*Prompt*. Among the entries that follow, the required portion opens with the line containing "pub const fn" and closes with the line containing "set of events". Give that portion again exactly, and nothing else.

*Data excerpts*.
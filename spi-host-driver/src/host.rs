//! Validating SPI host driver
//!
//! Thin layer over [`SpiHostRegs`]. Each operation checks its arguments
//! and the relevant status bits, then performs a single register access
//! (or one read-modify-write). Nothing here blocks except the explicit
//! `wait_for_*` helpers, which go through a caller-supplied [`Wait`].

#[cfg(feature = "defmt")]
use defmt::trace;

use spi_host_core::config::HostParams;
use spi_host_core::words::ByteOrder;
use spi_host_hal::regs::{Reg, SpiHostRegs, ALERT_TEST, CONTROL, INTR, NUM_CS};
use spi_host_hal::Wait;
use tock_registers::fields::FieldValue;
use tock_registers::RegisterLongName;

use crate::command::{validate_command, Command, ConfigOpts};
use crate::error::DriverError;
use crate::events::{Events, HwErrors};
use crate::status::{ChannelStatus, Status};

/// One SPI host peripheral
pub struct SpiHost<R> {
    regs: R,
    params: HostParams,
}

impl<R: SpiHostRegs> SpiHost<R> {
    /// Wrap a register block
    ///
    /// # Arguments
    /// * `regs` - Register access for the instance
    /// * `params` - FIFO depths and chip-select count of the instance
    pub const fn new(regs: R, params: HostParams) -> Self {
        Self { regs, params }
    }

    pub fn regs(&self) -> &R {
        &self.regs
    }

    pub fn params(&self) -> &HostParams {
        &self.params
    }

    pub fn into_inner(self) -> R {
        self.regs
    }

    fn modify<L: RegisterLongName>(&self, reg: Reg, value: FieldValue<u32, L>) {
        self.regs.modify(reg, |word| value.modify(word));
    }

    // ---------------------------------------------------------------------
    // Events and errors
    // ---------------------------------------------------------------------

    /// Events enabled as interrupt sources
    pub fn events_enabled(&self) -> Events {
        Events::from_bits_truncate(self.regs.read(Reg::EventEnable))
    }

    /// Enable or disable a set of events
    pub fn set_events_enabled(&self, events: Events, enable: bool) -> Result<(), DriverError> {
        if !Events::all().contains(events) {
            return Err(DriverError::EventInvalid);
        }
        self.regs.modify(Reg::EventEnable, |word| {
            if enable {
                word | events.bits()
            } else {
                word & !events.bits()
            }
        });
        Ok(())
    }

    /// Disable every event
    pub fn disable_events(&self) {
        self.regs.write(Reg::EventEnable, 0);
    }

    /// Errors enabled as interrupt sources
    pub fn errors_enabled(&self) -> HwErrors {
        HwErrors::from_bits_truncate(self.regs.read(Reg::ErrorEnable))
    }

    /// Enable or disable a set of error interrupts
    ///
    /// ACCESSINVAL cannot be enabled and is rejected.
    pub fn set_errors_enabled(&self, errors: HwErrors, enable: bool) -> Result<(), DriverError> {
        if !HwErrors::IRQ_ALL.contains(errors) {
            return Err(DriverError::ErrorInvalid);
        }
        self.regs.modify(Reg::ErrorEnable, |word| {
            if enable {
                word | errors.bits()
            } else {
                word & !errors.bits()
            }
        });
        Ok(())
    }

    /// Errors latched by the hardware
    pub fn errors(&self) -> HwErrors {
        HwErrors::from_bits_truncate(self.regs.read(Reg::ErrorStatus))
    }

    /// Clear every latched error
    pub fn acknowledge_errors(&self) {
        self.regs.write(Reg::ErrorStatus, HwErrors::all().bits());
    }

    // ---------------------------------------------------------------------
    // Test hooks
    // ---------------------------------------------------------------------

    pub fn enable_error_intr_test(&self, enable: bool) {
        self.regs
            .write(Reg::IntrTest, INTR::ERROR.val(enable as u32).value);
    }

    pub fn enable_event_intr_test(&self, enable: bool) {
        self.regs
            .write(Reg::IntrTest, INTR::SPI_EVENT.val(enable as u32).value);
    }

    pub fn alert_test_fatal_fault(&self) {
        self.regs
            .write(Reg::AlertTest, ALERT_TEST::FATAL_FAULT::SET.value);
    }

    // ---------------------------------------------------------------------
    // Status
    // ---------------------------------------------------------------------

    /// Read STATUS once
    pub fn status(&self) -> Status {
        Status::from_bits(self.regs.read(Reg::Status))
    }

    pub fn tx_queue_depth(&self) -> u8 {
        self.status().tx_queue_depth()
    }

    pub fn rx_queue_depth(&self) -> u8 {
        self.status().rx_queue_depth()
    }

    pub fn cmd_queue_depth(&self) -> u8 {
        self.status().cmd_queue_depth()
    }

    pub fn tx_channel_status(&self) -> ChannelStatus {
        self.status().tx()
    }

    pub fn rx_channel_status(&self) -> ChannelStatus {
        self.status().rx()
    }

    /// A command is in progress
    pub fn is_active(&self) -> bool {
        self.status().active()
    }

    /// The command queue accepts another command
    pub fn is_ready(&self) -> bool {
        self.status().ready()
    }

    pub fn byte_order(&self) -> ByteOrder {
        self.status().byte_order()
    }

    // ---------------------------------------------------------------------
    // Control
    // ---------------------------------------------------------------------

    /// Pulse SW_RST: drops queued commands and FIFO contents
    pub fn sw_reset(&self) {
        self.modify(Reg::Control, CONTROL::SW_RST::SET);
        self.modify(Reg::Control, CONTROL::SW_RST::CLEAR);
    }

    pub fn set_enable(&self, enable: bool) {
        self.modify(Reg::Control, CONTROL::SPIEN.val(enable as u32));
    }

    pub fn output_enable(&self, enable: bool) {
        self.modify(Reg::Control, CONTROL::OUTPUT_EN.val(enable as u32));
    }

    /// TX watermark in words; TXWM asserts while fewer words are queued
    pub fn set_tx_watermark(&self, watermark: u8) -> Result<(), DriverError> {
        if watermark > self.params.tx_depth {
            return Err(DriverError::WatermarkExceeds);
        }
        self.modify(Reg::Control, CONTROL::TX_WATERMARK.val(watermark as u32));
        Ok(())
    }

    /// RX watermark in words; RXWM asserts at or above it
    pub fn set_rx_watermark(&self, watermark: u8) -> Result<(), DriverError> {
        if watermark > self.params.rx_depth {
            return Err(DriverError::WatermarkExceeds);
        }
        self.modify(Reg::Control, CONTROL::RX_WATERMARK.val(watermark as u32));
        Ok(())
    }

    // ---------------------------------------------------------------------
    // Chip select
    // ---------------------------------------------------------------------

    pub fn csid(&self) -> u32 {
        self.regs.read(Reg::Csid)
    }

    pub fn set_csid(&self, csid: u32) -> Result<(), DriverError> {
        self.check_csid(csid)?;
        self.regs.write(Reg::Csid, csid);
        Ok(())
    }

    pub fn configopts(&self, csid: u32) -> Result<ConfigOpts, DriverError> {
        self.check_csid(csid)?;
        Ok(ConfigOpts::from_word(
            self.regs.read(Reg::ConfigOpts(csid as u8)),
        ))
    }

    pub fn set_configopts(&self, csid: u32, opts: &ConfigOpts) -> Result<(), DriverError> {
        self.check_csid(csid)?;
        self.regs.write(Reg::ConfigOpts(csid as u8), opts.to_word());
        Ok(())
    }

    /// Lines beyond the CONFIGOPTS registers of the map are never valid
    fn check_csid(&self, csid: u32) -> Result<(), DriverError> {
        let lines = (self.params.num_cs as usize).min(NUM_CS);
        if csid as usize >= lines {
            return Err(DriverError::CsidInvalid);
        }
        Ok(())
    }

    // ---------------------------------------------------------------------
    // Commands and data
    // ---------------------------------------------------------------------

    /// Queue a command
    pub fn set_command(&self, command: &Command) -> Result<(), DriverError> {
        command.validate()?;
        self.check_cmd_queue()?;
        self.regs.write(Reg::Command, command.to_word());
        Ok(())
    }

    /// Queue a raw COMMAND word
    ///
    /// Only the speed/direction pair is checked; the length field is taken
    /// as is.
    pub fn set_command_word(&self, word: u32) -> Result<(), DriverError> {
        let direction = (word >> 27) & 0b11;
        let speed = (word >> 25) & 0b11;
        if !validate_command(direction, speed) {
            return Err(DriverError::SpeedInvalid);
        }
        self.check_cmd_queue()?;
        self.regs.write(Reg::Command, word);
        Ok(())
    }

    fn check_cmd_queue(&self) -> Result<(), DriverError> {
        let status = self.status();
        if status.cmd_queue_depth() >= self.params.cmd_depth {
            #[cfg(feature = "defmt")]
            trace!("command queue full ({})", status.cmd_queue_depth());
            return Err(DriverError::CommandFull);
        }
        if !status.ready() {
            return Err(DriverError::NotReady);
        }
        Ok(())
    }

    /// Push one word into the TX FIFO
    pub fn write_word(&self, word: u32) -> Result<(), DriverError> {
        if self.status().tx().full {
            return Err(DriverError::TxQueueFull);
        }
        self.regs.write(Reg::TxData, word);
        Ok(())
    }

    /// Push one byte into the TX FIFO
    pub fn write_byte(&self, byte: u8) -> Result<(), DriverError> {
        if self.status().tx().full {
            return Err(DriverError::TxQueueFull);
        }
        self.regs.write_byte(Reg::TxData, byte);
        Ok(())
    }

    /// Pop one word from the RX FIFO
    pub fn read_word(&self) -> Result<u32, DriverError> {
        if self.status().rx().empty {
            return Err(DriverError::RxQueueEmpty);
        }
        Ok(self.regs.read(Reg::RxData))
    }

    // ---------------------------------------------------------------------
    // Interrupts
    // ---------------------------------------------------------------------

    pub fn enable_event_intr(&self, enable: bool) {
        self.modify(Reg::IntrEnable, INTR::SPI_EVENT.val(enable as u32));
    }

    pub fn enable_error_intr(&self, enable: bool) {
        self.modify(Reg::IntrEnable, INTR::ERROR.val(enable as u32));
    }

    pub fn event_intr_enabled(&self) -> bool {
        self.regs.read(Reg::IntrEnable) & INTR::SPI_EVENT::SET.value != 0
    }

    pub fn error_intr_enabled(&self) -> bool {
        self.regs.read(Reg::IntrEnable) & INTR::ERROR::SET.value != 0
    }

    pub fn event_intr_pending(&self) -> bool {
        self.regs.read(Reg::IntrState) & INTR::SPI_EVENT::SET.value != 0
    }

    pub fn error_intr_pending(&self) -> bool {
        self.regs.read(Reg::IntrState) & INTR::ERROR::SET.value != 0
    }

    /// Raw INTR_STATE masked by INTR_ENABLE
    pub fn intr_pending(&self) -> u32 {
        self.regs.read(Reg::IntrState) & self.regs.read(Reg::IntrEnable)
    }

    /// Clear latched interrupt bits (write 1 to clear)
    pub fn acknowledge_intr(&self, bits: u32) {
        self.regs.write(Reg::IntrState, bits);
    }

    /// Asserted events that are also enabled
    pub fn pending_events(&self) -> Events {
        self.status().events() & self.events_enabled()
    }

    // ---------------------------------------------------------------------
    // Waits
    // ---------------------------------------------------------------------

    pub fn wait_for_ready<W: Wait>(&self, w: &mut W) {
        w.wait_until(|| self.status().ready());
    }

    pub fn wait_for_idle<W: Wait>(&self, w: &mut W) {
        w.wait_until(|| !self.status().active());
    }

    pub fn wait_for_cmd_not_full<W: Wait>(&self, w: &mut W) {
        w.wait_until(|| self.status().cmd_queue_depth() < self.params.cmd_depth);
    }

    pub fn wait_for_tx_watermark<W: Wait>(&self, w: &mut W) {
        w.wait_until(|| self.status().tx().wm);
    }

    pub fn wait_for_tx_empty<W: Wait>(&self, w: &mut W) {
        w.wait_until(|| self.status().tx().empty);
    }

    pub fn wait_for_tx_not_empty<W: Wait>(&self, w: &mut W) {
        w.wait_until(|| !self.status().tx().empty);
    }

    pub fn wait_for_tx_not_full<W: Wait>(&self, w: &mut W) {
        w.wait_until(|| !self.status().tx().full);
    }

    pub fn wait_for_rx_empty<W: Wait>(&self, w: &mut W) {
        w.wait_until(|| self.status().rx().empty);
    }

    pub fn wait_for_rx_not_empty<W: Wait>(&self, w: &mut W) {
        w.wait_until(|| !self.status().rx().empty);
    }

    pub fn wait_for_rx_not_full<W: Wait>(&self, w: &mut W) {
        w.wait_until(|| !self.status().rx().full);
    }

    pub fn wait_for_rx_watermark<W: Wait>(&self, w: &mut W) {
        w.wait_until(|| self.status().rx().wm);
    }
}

*Exercise response*.
    pub const fn new(regs: R, params: HostParams) -> Self {
        Self { regs, params }
    }

    pub fn regs(&self) -> &R {
        &self.regs
    }

    pub fn params(&self) -> &HostParams {
        &self.params
    }

    pub fn into_inner(self) -> R {
        self.regs
    }

    fn modify<L: RegisterLongName>(&self, reg: Reg, value: FieldValue<u32, L>) {
        self.regs.modify(reg, |word| value.modify(word));
    }

    // ---------------------------------------------------------------------
    // Events and errors
    // ---------------------------------------------------------------------

    /// Events enabled as interrupt sources
    pub fn events_enabled(&self) -> Events {
        Events::from_bits_truncate(self.regs.read(Reg::EventEnable))
    }

    /// Enable or disable a set of events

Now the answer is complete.